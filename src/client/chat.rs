use serde_json::{Map, Value};
use std::sync::Arc;
use std::time::Duration;
use tracing::{debug, warn};

use super::backend::{alternate_model_name, AlternateBackend, AlternateCall, Backend};
use super::continuation::{Continuation, ContinuationIter};
use super::executor::{BlockingReply, ChatRequest, Reply, RequestExecutor, RequestOptions};
use crate::config::Config;
use crate::types::MessagesInput;
use crate::Result;

/// Chat completion request parameters (developer-friendly, small surface).
#[derive(Debug, Clone)]
pub struct CompletionRequest {
    pub messages: MessagesInput,
    pub model: Option<String>,
    pub endpoint: Option<String>,
    pub stream: bool,
    pub options: RequestOptions,
    /// Keep requesting until the reply is no longer truncated.
    pub auto_concat_truncate: bool,
    /// Per-request override of the client's continuation cap; `Some(None)` is unbounded.
    pub max_continuation_rounds: Option<Option<u32>>,
    /// Extra model parameters (e.g. `temperature`), forwarded verbatim.
    pub params: Map<String, Value>,
}

impl CompletionRequest {
    pub fn new(messages: impl Into<MessagesInput>) -> Self {
        Self {
            messages: messages.into(),
            model: None,
            endpoint: None,
            stream: false,
            options: RequestOptions::default(),
            auto_concat_truncate: false,
            max_continuation_rounds: None,
            params: Map::new(),
        }
    }

    pub fn model(mut self, model: impl Into<String>) -> Self {
        self.model = Some(model.into());
        self
    }

    /// Custom endpoint name; the request goes to `/chat/{endpoint}`.
    pub fn endpoint(mut self, endpoint: impl Into<String>) -> Self {
        self.endpoint = Some(endpoint.into());
        self
    }

    pub fn stream(mut self) -> Self {
        self.stream = true;
        self
    }

    pub fn retry_count(mut self, n: u32) -> Self {
        self.options.retry_count = n;
        self
    }

    pub fn request_timeout(mut self, timeout: Duration) -> Self {
        self.options.request_timeout = timeout;
        self
    }

    pub fn backoff_factor(mut self, factor: f64) -> Self {
        self.options.backoff_factor = factor;
        self
    }

    pub fn auto_concat_truncate(mut self, enable: bool) -> Self {
        self.auto_concat_truncate = enable;
        self
    }

    /// Cap continuation rounds for this request; `0` means unbounded.
    pub fn max_continuation_rounds(mut self, rounds: u32) -> Self {
        self.max_continuation_rounds = Some((rounds > 0).then_some(rounds));
        self
    }

    /// Add one extra model parameter.
    pub fn param(mut self, key: impl Into<String>, value: impl Into<Value>) -> Self {
        self.params.insert(key.into(), value.into());
        self
    }

    pub fn temperature(self, t: f64) -> Self {
        self.param("temperature", t)
    }

    pub fn top_p(self, p: f64) -> Self {
        self.param("top_p", p)
    }
}

/// Normalized form of a [`CompletionRequest`].
struct Prepared {
    request: ChatRequest,
    auto_concat_truncate: bool,
    max_rounds: Option<u32>,
}

/// Chat completion entry point.
///
/// Every call owns its own working conversation, so one client can be shared
/// across tasks and threads.
pub struct ChatCompletion {
    pub(crate) config: Config,
    pub(crate) executor: Arc<dyn RequestExecutor>,
    pub(crate) alternate: Option<Arc<dyn AlternateBackend>>,
}

impl ChatCompletion {
    /// Client configured from the environment with the default HTTP executor.
    pub fn from_env() -> Result<Self> {
        Self::builder().build()
    }

    pub fn builder() -> super::builder::ChatCompletionBuilder {
        super::builder::ChatCompletionBuilder::new()
    }

    pub fn config(&self) -> &Config {
        &self.config
    }

    /// Run a chat completion.
    ///
    /// Returns a single envelope or a stream depending on `req.stream`. With
    /// `auto_concat_truncate` a truncated reply is continued: the single envelope
    /// then holds the full text, and the stream carries the envelopes of every call.
    pub async fn complete(&self, req: CompletionRequest) -> Result<Reply> {
        let prepared = self.prepare(req)?;

        if let Backend::Alternate(backend) = self.backend(&prepared.request) {
            return backend.create(self.alternate_call(&prepared.request)).await;
        }

        let reply = self.executor.invoke(&prepared.request).await?;
        if !prepared.auto_concat_truncate {
            return Ok(reply);
        }

        let stream = prepared.request.stream;
        let continuation = Continuation::new(
            self.executor.clone(),
            prepared.request,
            prepared.max_rounds,
        );
        if stream {
            Ok(Reply::Stream(continuation.stream(reply.into_stream()?)))
        } else {
            let full = continuation.complete(reply.into_response()?).await?;
            Ok(Reply::Single(full))
        }
    }

    /// Blocking twin of [`ChatCompletion::complete`].
    ///
    /// Must not be called from within an async runtime.
    pub fn complete_blocking(&self, req: CompletionRequest) -> Result<BlockingReply> {
        let prepared = self.prepare(req)?;

        if let Backend::Alternate(backend) = self.backend(&prepared.request) {
            return backend.create_blocking(self.alternate_call(&prepared.request));
        }

        let reply = self.executor.invoke_blocking(&prepared.request)?;
        if !prepared.auto_concat_truncate {
            return Ok(reply);
        }

        let stream = prepared.request.stream;
        let continuation = Continuation::new(
            self.executor.clone(),
            prepared.request,
            prepared.max_rounds,
        );
        if stream {
            let iter: ContinuationIter = continuation.stream_blocking(reply.into_stream()?);
            Ok(BlockingReply::Stream(Box::new(iter)))
        } else {
            let full = continuation.complete_blocking(reply.into_response()?)?;
            Ok(BlockingReply::Single(full))
        }
    }

    fn prepare(&self, req: CompletionRequest) -> Result<Prepared> {
        let messages = req.messages.normalize()?;

        let unknown = crate::models::unknown_params(
            req.model.as_deref(),
            req.endpoint.as_deref(),
            &req.params,
        );
        if !unknown.is_empty() {
            warn!(
                model = req.model.as_deref().unwrap_or(crate::models::DEFAULT_MODEL),
                params = ?unknown,
                "parameters not documented for this model are forwarded as-is"
            );
        }

        debug!(
            model = ?req.model,
            endpoint = ?req.endpoint,
            stream = req.stream,
            messages = messages.len(),
            auto_concat_truncate = req.auto_concat_truncate,
            "dispatching chat completion"
        );

        Ok(Prepared {
            request: ChatRequest {
                model: req.model,
                endpoint: req.endpoint,
                stream: req.stream,
                messages,
                options: req.options,
                params: req.params,
            },
            auto_concat_truncate: req.auto_concat_truncate,
            max_rounds: req
                .max_continuation_rounds
                .unwrap_or(self.config.max_continuation_rounds),
        })
    }

    fn backend(&self, request: &ChatRequest) -> Backend<'_> {
        Backend::select(&self.config, self.alternate.as_ref(), request.model.as_deref())
    }

    fn alternate_call(&self, request: &ChatRequest) -> AlternateCall {
        let model = alternate_model_name(request.model.as_deref().unwrap_or_default());
        debug!(model = model.as_str(), "delegating chat completion to alternate backend");

        let mut params = request.params.clone();
        params.insert(
            "messages".to_string(),
            Value::Array(request.messages.to_records()),
        );
        AlternateCall {
            credentials: self.config.credentials.clone(),
            model,
            stream: request.stream,
            params,
        }
    }
}
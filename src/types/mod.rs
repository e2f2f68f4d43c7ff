//! # Types Module
//!
//! Core data types shared by the facade, the continuation controller and the
//! request executors.
//!
//! | Type | Description |
//! |------|-------------|
//! | [`Message`] | Role-tagged conversation entry |
//! | [`Messages`] | Append-only conversation buffer |
//! | [`MessagesInput`] | Buffer or raw records, normalized at the entry boundary |
//! | [`Response`] | One complete or partial reply envelope |
//!
//! ## Example
//!
//! ```rust
//! use qianfan_chat::types::{Message, MessageRole, Messages};
//!
//! let mut messages = Messages::from(vec![Message::system("Answer in one line")]);
//! messages.append("What is Rust?", MessageRole::User);
//! assert_eq!(messages.len(), 2);
//! ```

pub mod message;
pub mod response;

pub use message::{Message, MessageRole, Messages, MessagesInput, CONTINUATION_PROMPT};
pub use response::{Response, Statistics};
//! Request executor contract: one model invocation, blocking or async.

use crate::types::{Messages, Response};
use crate::{BoxStream, Error, ErrorContext, Result};
use async_trait::async_trait;
use serde_json::{Map, Value};
use std::time::Duration;

/// Async sequence of envelopes produced by one streaming call.
pub type ResponseStream = BoxStream<'static, Response>;

/// Blocking sequence of envelopes produced by one streaming call.
pub type ResponseIter = Box<dyn Iterator<Item = Result<Response>> + Send + 'static>;

/// Per-call transport knobs, honored by the executor only.
#[derive(Debug, Clone, Copy, PartialEq)]
pub struct RequestOptions {
    /// Total number of attempts (values below 1 are treated as 1).
    pub retry_count: u32,
    pub request_timeout: Duration,
    /// Base of the exponential backoff between attempts, in seconds.
    pub backoff_factor: f64,
}

impl Default for RequestOptions {
    fn default() -> Self {
        Self {
            retry_count: 1,
            request_timeout: Duration::from_secs(60),
            backoff_factor: 0.0,
        }
    }
}

/// One fully normalized model invocation.
#[derive(Debug, Clone)]
pub struct ChatRequest {
    pub model: Option<String>,
    pub endpoint: Option<String>,
    pub stream: bool,
    pub messages: Messages,
    pub options: RequestOptions,
    /// Extra model parameters, forwarded verbatim.
    pub params: Map<String, Value>,
}

impl ChatRequest {
    /// JSON body: extra params plus `messages` and `stream`.
    pub fn body(&self) -> Value {
        let mut body = self.params.clone();
        body.insert(
            "messages".to_string(),
            Value::Array(self.messages.to_records()),
        );
        body.insert("stream".to_string(), Value::Bool(self.stream));
        Value::Object(body)
    }

    /// Same call with a different conversation and streaming mode.
    pub(crate) fn follow_up(&self, messages: &Messages, stream: bool) -> Self {
        Self {
            model: self.model.clone(),
            endpoint: self.endpoint.clone(),
            stream,
            messages: messages.clone(),
            options: self.options,
            params: self.params.clone(),
        }
    }
}

/// Result of an async invocation.
pub enum Reply {
    Single(Response),
    Stream(ResponseStream),
}

impl Reply {
    pub fn is_stream(&self) -> bool {
        matches!(self, Reply::Stream(_))
    }

    /// The single envelope; a stream here means the executor ignored `stream = false`.
    pub fn into_response(self) -> Result<Response> {
        match self {
            Reply::Single(resp) => Ok(resp),
            Reply::Stream(_) => Err(mismatch("expected a single response, got a stream")),
        }
    }

    /// The stream; a single envelope here means the executor ignored `stream = true`.
    pub fn into_stream(self) -> Result<ResponseStream> {
        match self {
            Reply::Stream(s) => Ok(s),
            Reply::Single(_) => Err(mismatch("expected a stream, got a single response")),
        }
    }
}

impl std::fmt::Debug for Reply {
    fn fmt(&self, f: &mut std::fmt::Formatter<'_>) -> std::fmt::Result {
        match self {
            Reply::Single(resp) => f.debug_tuple("Single").field(resp).finish(),
            Reply::Stream(_) => f.write_str("Stream(..)"),
        }
    }
}

/// Result of a blocking invocation.
pub enum BlockingReply {
    Single(Response),
    Stream(ResponseIter),
}

impl BlockingReply {
    pub fn is_stream(&self) -> bool {
        matches!(self, BlockingReply::Stream(_))
    }

    pub fn into_response(self) -> Result<Response> {
        match self {
            BlockingReply::Single(resp) => Ok(resp),
            BlockingReply::Stream(_) => {
                Err(mismatch("expected a single response, got a stream"))
            }
        }
    }

    pub fn into_stream(self) -> Result<ResponseIter> {
        match self {
            BlockingReply::Stream(it) => Ok(it),
            BlockingReply::Single(_) => Err(mismatch("expected a stream, got a single response")),
        }
    }
}

impl std::fmt::Debug for BlockingReply {
    fn fmt(&self, f: &mut std::fmt::Formatter<'_>) -> std::fmt::Result {
        match self {
            BlockingReply::Single(resp) => f.debug_tuple("Single").field(resp).finish(),
            BlockingReply::Stream(_) => f.write_str("Stream(..)"),
        }
    }
}

fn mismatch(msg: &str) -> Error {
    Error::contract_with_context(msg, ErrorContext::new().with_source("request_executor"))
}

/// Performs a single model invocation.
///
/// Implementations own transport, timeouts and retries, and must return a stream
/// exactly when `request.stream` is set.
#[async_trait]
pub trait RequestExecutor: Send + Sync {
    async fn invoke(&self, request: &ChatRequest) -> Result<Reply>;

    fn invoke_blocking(&self, request: &ChatRequest) -> Result<BlockingReply>;
}
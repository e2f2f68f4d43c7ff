use super::sse::{decode_stream, SseFrames};
use crate::client::policy::{Decision, RetryPolicy};
use crate::client::{
    BlockingReply, ChatRequest, Reply, RequestExecutor, ResponseIter, ResponseStream,
};
use crate::config::Config;
use crate::types::response::unix_millis;
use crate::types::{Response, Statistics};
use crate::{BoxStream, Error, ErrorContext, Result};
use async_trait::async_trait;
use bytes::Bytes;
use futures::{StreamExt, TryStreamExt};
use once_cell::sync::OnceCell;
use reqwest::header::{HeaderMap, CONTENT_TYPE};
use serde_json::Value;
use std::collections::{HashMap, HashSet};
use std::future::Future;
use std::io::BufReader;
use std::time::{Duration, Instant};
use tracing::{debug, error, warn};
use uuid::Uuid;

const REQUEST_ID_HEADER: &str = "x-request-id";
const BCE_ERROR_CODE_HEADER: &str = "X-Bce-Error-Code";
const BCE_ERROR_MESSAGE_HEADER: &str = "X-Bce-Error-Message";

/// Request executor speaking the Qianfan chat HTTP API.
///
/// The async client is created eagerly; the blocking one on first blocking call,
/// since reqwest's blocking client must not be built inside an async runtime.
pub struct HttpTransport {
    client: reqwest::Client,
    blocking: OnceCell<reqwest::blocking::Client>,
    base_url: String,
    access_token: Option<String>,
    retry_err_codes: HashSet<i64>,
    max_wait_interval: Duration,
    retry_jitter: f64,
}

/// Timing anchor of one attempt.
#[derive(Clone, Copy)]
struct Clock {
    start: Instant,
    start_timestamp: u64,
}

impl Clock {
    fn start() -> Self {
        Self {
            start: Instant::now(),
            start_timestamp: unix_millis(),
        }
    }
}

/// Per-chunk statistics of one stream.
struct ChunkTimer {
    clock: Clock,
    first_token_latency: Duration,
    last_chunk: Option<Instant>,
}

impl ChunkTimer {
    fn new(clock: Clock) -> Self {
        Self {
            clock,
            first_token_latency: clock.start.elapsed(),
            last_chunk: None,
        }
    }

    fn tick(&mut self) -> Statistics {
        let now = Instant::now();
        let request_latency = match self.last_chunk {
            Some(prev) => now - prev,
            None => self.first_token_latency,
        };
        self.last_chunk = Some(now);
        Statistics {
            request_latency: Some(request_latency),
            first_token_latency: Some(self.first_token_latency),
            total_latency: Some(now - self.clock.start),
            start_timestamp: Some(self.clock.start_timestamp),
        }
    }
}

impl HttpTransport {
    pub fn new(config: &Config) -> Result<Self> {
        let client = reqwest::Client::builder()
            .pool_idle_timeout(Some(Duration::from_secs(90)))
            .build()?;

        Ok(Self {
            client,
            blocking: OnceCell::new(),
            base_url: config.base_url.trim_end_matches('/').to_string(),
            access_token: config.credentials.access_token.clone(),
            retry_err_codes: config.retry_err_codes.clone(),
            max_wait_interval: config.max_wait_interval,
            retry_jitter: config.retry_jitter,
        })
    }

    fn url(&self, request: &ChatRequest) -> Result<String> {
        let path = crate::models::resolve_endpoint(
            request.model.as_deref(),
            request.endpoint.as_deref(),
        )?;
        Ok(format!("{}{}", self.base_url, path))
    }

    fn query(&self) -> Vec<(&'static str, &str)> {
        self.access_token
            .as_deref()
            .map(|token| vec![("access_token", token)])
            .unwrap_or_default()
    }

    fn policy(&self, request: &ChatRequest) -> RetryPolicy {
        RetryPolicy::new(&request.options, &self.retry_err_codes, self.max_wait_interval)
            .with_jitter(self.retry_jitter)
    }

    fn blocking_client(&self) -> Result<&reqwest::blocking::Client> {
        self.blocking
            .get_or_try_init(|| {
                reqwest::blocking::Client::builder()
                    .pool_idle_timeout(Some(Duration::from_secs(90)))
                    .build()
            })
            .map_err(Error::from)
    }

    async fn with_retry<T, F, Fut>(&self, request: &ChatRequest, mut attempt_fn: F) -> Result<T>
    where
        F: FnMut() -> Fut,
        Fut: Future<Output = Result<T>>,
    {
        let policy = self.policy(request);
        let mut attempt = 0u32;
        loop {
            match attempt_fn().await {
                Ok(value) => return Ok(value),
                Err(err) => match policy.decide(&err, attempt) {
                    Decision::Retry { delay } => {
                        warn!(
                            attempt = attempt + 1,
                            delay_ms = delay.as_millis() as u64,
                            error = %err,
                            "retrying chat request"
                        );
                        if !delay.is_zero() {
                            tokio::time::sleep(delay).await;
                        }
                        attempt += 1;
                    }
                    Decision::Fail => {
                        error!(attempts = attempt + 1, error = %err, "chat request failed");
                        return Err(err);
                    }
                },
            }
        }
    }

    fn with_retry_blocking<T>(
        &self,
        request: &ChatRequest,
        mut attempt_fn: impl FnMut() -> Result<T>,
    ) -> Result<T> {
        let policy = self.policy(request);
        let mut attempt = 0u32;
        loop {
            match attempt_fn() {
                Ok(value) => return Ok(value),
                Err(err) => match policy.decide(&err, attempt) {
                    Decision::Retry { delay } => {
                        warn!(
                            attempt = attempt + 1,
                            delay_ms = delay.as_millis() as u64,
                            error = %err,
                            "retrying chat request"
                        );
                        if !delay.is_zero() {
                            std::thread::sleep(delay);
                        }
                        attempt += 1;
                    }
                    Decision::Fail => {
                        error!(attempts = attempt + 1, error = %err, "chat request failed");
                        return Err(err);
                    }
                },
            }
        }
    }

    async fn send(&self, request: &ChatRequest, url: &str) -> Result<reqwest::Response> {
        let request_id = Uuid::new_v4().to_string();
        debug!(
            request_id = request_id.as_str(),
            url,
            stream = request.stream,
            "sending chat request"
        );

        let resp = self
            .client
            .post(url)
            .query(&self.query())
            .timeout(request.options.request_timeout)
            .header(REQUEST_ID_HEADER, request_id.as_str())
            .json(&request.body())
            .send()
            .await?;

        if resp.status().is_success() {
            return Ok(resp);
        }
        let status = resp.status().as_u16();
        let headers = resp.headers().clone();
        let text = resp.text().await.unwrap_or_default();
        Err(status_error(status, &headers, text))
    }

    fn send_blocking(
        &self,
        request: &ChatRequest,
        url: &str,
    ) -> Result<reqwest::blocking::Response> {
        let request_id = Uuid::new_v4().to_string();
        debug!(
            request_id = request_id.as_str(),
            url,
            stream = request.stream,
            "sending chat request"
        );

        let resp = self
            .blocking_client()?
            .post(url)
            .query(&self.query())
            .timeout(request.options.request_timeout)
            .header(REQUEST_ID_HEADER, request_id.as_str())
            .json(&request.body())
            .send()?;

        if resp.status().is_success() {
            return Ok(resp);
        }
        let status = resp.status().as_u16();
        let headers = resp.headers().clone();
        let text = resp.text().unwrap_or_default();
        Err(status_error(status, &headers, text))
    }

    async fn single(&self, request: &ChatRequest, url: &str) -> Result<Response> {
        let clock = Clock::start();
        let resp = self.send(request, url).await?;
        let status = resp.status().as_u16();
        let headers = header_map(resp.headers());
        let text = resp.text().await?;
        finish_single(status, headers, &text, clock)
    }

    fn single_blocking(&self, request: &ChatRequest, url: &str) -> Result<Response> {
        let clock = Clock::start();
        let resp = self.send_blocking(request, url)?;
        let status = resp.status().as_u16();
        let headers = header_map(resp.headers());
        let text = resp.text()?;
        finish_single(status, headers, &text, clock)
    }

    async fn open_stream(&self, request: &ChatRequest, url: &str) -> Result<ResponseStream> {
        let clock = Clock::start();
        let resp = self.send(request, url).await?;
        let status = resp.status().as_u16();
        let headers = header_map(resp.headers());

        if is_json(resp.headers()) {
            let text = resp.text().await?;
            return Err(unexpected_json(status, &text));
        }

        let mut timer = ChunkTimer::new(clock);
        let bytes: BoxStream<'static, Bytes> = Box::pin(resp.bytes_stream().map_err(Error::from));
        let stream = decode_stream(bytes).map(move |item: Result<Value>| -> Result<Response> {
            let response = chunk(item?)?;
            Ok(response
                .with_status(status)
                .with_headers(headers.clone())
                .with_statistics(timer.tick()))
        });
        Ok(Box::pin(stream))
    }

    fn open_stream_blocking(&self, request: &ChatRequest, url: &str) -> Result<ResponseIter> {
        let clock = Clock::start();
        let resp = self.send_blocking(request, url)?;
        let status = resp.status().as_u16();
        let headers = header_map(resp.headers());

        if is_json(resp.headers()) {
            let text = resp.text()?;
            return Err(unexpected_json(status, &text));
        }

        let mut timer = ChunkTimer::new(clock);
        let iter = SseFrames::new(BufReader::new(resp)).map(move |item| -> Result<Response> {
            let response = chunk(item?)?;
            Ok(response
                .with_status(status)
                .with_headers(headers.clone())
                .with_statistics(timer.tick()))
        });
        Ok(Box::new(iter))
    }
}

#[async_trait]
impl RequestExecutor for HttpTransport {
    async fn invoke(&self, request: &ChatRequest) -> Result<Reply> {
        let url = self.url(request)?;
        if request.stream {
            let stream = self.with_retry(request, || self.open_stream(request, &url)).await?;
            Ok(Reply::Stream(stream))
        } else {
            let response = self.with_retry(request, || self.single(request, &url)).await?;
            Ok(Reply::Single(response))
        }
    }

    fn invoke_blocking(&self, request: &ChatRequest) -> Result<BlockingReply> {
        let url = self.url(request)?;
        if request.stream {
            let iter =
                self.with_retry_blocking(request, || self.open_stream_blocking(request, &url))?;
            Ok(BlockingReply::Stream(iter))
        } else {
            let response =
                self.with_retry_blocking(request, || self.single_blocking(request, &url))?;
            Ok(BlockingReply::Single(response))
        }
    }
}

fn header_map(headers: &HeaderMap) -> HashMap<String, String> {
    headers
        .iter()
        .filter_map(|(k, v)| v.to_str().ok().map(|v| (k.as_str().to_string(), v.to_string())))
        .collect()
}

fn is_json(headers: &HeaderMap) -> bool {
    headers
        .get(CONTENT_TYPE)
        .and_then(|v| v.to_str().ok())
        .map(|ct| ct.starts_with("application/json"))
        .unwrap_or(false)
}

fn status_error(status: u16, headers: &HeaderMap, body: String) -> Error {
    let header = |name: &str| headers.get(name).and_then(|v| v.to_str().ok()).map(str::to_string);
    let message = match header(BCE_ERROR_MESSAGE_HEADER) {
        Some(bce) if !body.is_empty() => format!("{} ({})", bce, body),
        Some(bce) => bce,
        None => body,
    };
    Error::Request {
        status,
        bce_code: header(BCE_ERROR_CODE_HEADER),
        message,
    }
}

fn parse_json(status: u16, text: &str) -> Result<Value> {
    serde_json::from_str(text).map_err(|e| Error::Request {
        status,
        bce_code: None,
        message: format!("invalid JSON response: {}", e),
    })
}

/// `Some` when the payload reports an API-level failure.
fn api_error(value: &Value) -> Option<Error> {
    let code = value.get("error_code")?;
    Some(Error::Api {
        code: code.as_i64().unwrap_or_default(),
        message: value
            .get("error_msg")
            .and_then(Value::as_str)
            .unwrap_or_default()
            .to_string(),
    })
}

fn chunk(value: Value) -> Result<Response> {
    if let Some(err) = api_error(&value) {
        return Err(err);
    }
    Response::from_value(value)
}

fn unexpected_json(status: u16, text: &str) -> Error {
    match parse_json(status, text) {
        Ok(value) => api_error(&value).unwrap_or_else(|| {
            Error::malformed_with_context(
                "expected an event stream, got a JSON body",
                ErrorContext::new()
                    .with_details(text.chars().take(200).collect::<String>())
                    .with_source("http_transport"),
            )
        }),
        Err(err) => err,
    }
}

fn finish_single(
    status: u16,
    headers: HashMap<String, String>,
    text: &str,
    clock: Clock,
) -> Result<Response> {
    let value = parse_json(status, text)?;
    if let Some(err) = api_error(&value) {
        return Err(err);
    }
    let elapsed = clock.start.elapsed();
    Ok(Response::from_value(value)?
        .with_status(status)
        .with_headers(headers)
        .with_statistics(Statistics {
            request_latency: Some(elapsed),
            first_token_latency: None,
            total_latency: Some(elapsed),
            start_timestamp: Some(clock.start_timestamp),
        }))
}
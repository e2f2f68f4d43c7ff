use crate::client::backend::AlternateBackend;
use crate::client::chat::ChatCompletion;
use crate::client::executor::RequestExecutor;
use crate::config::Config;
use crate::transport::HttpTransport;
use crate::Result;
use std::sync::Arc;

/// Builder for creating clients with custom configuration.
///
/// Keep this surface area small and predictable (developer-friendly).
/// Anything not set here comes from [`Config::from_env`].
pub struct ChatCompletionBuilder {
    config: Option<Config>,
    base_url: Option<String>,
    access_token: Option<String>,
    ak: Option<String>,
    sk: Option<String>,
    disable_alternate_backend: Option<bool>,
    max_continuation_rounds: Option<Option<u32>>,
    executor: Option<Arc<dyn RequestExecutor>>,
    alternate: Option<Arc<dyn AlternateBackend>>,
}

impl ChatCompletionBuilder {
    pub fn new() -> Self {
        Self {
            config: None,
            base_url: None,
            access_token: None,
            ak: None,
            sk: None,
            disable_alternate_backend: None,
            max_continuation_rounds: None,
            executor: None,
            alternate: None,
        }
    }

    /// Start from an explicit configuration instead of the environment.
    pub fn config(mut self, config: Config) -> Self {
        self.config = Some(config);
        self
    }

    /// Override the API base URL (primarily for testing with mock servers).
    pub fn base_url(mut self, base_url: impl Into<String>) -> Self {
        self.base_url = Some(base_url.into());
        self
    }

    pub fn access_token(mut self, token: impl Into<String>) -> Self {
        self.access_token = Some(token.into());
        self
    }

    pub fn ak(mut self, ak: impl Into<String>) -> Self {
        self.ak = Some(ak.into());
        self
    }

    pub fn sk(mut self, sk: impl Into<String>) -> Self {
        self.sk = Some(sk.into());
        self
    }

    /// Allow or forbid routing compatible models to the alternate backend.
    pub fn disable_alternate_backend(mut self, disable: bool) -> Self {
        self.disable_alternate_backend = Some(disable);
        self
    }

    /// Cap continuation rounds; `0` means unbounded.
    pub fn max_continuation_rounds(mut self, rounds: u32) -> Self {
        self.max_continuation_rounds = Some((rounds > 0).then_some(rounds));
        self
    }

    /// Replace the default HTTP executor.
    pub fn executor(mut self, executor: Arc<dyn RequestExecutor>) -> Self {
        self.executor = Some(executor);
        self
    }

    /// Install an alternate backend for the compatible models.
    pub fn alternate_backend(mut self, backend: Arc<dyn AlternateBackend>) -> Self {
        self.alternate = Some(backend);
        self
    }

    /// Build the client.
    pub fn build(self) -> Result<ChatCompletion> {
        let mut config = self.config.unwrap_or_else(Config::from_env);

        if let Some(url) = self.base_url {
            config.base_url = url.trim_end_matches('/').to_string();
        }
        if let Some(token) = self.access_token {
            config.credentials.access_token = Some(token);
        }
        if let Some(ak) = self.ak {
            config.credentials.ak = Some(ak);
        }
        if let Some(sk) = self.sk {
            config.credentials.sk = Some(sk);
        }
        if let Some(disable) = self.disable_alternate_backend {
            config.disable_alternate_backend = disable;
        }
        if let Some(rounds) = self.max_continuation_rounds {
            config.max_continuation_rounds = rounds;
        }

        let executor: Arc<dyn RequestExecutor> = match self.executor {
            Some(executor) => executor,
            None => Arc::new(HttpTransport::new(&config)?),
        };

        Ok(ChatCompletion {
            config,
            executor,
            alternate: self.alternate,
        })
    }
}

impl Default for ChatCompletionBuilder {
    fn default() -> Self {
        Self::new()
    }
}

-=-=-=-=-

**PROBLEM TO WORK ON**
For each line above that contains "envelopes", make a copy.

**TASK SOLUTION**
    /// then holds the full text, and the stream carries the envelopes of every call.
/// Async sequence of envelopes produced by one streaming call.
/// Blocking sequence of envelopes produced by one streaming call.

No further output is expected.